Work item:
Each line from the one containing "실패는 어댑터 생성자에서" through the end of the entries below must be output exactly; no other line belongs.

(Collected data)
____________

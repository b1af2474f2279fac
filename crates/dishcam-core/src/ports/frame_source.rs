//! 프레임 소스 포트.
//!
//! 구현: `dishcam-vision` crate (`FfmpegFrameSource`)

use async_trait::async_trait;

use crate::error::CoreError;
use crate::models::capture::Frame;

/// 카메라 프레임 소스
///
/// 열기 실패는 어댑터 생성자에서 `CoreError::DeviceUnavailable`로 보고한다.
#[async_trait]
pub trait FrameSource: Send {
    /// 다음 프레임 읽기.
    ///
    /// 드라이버 버퍼에 쌓인 프레임이 순서대로 반환되므로, 오래 쉬었다가
    /// 처음 읽은 프레임은 현재 장면이 아닐 수 있다. 호출 측이 몇 장을 버린다.
    async fn read(&mut self) -> Result<Frame, CoreError>;

    /// 장치 해제 (멱등)
    async fn release(&mut self);

    /// 장치 식별자 (로그용)
    fn device(&self) -> &str;
}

____________

Result:
/// 열기 실패는 어댑터 생성자에서 `CoreError::DeviceUnavailable`로 보고한다.
#[async_trait]
pub trait FrameSource: Send {
    /// 다음 프레임 읽기.
    ///
    /// 드라이버 버퍼에 쌓인 프레임이 순서대로 반환되므로, 오래 쉬었다가
    /// 처음 읽은 프레임은 현재 장면이 아닐 수 있다. 호출 측이 몇 장을 버린다.
    async fn read(&mut self) -> Result<Frame, CoreError>;

    /// 장치 해제 (멱등)
    async fn release(&mut self);

    /// 장치 식별자 (로그용)
    fn device(&self) -> &str;
}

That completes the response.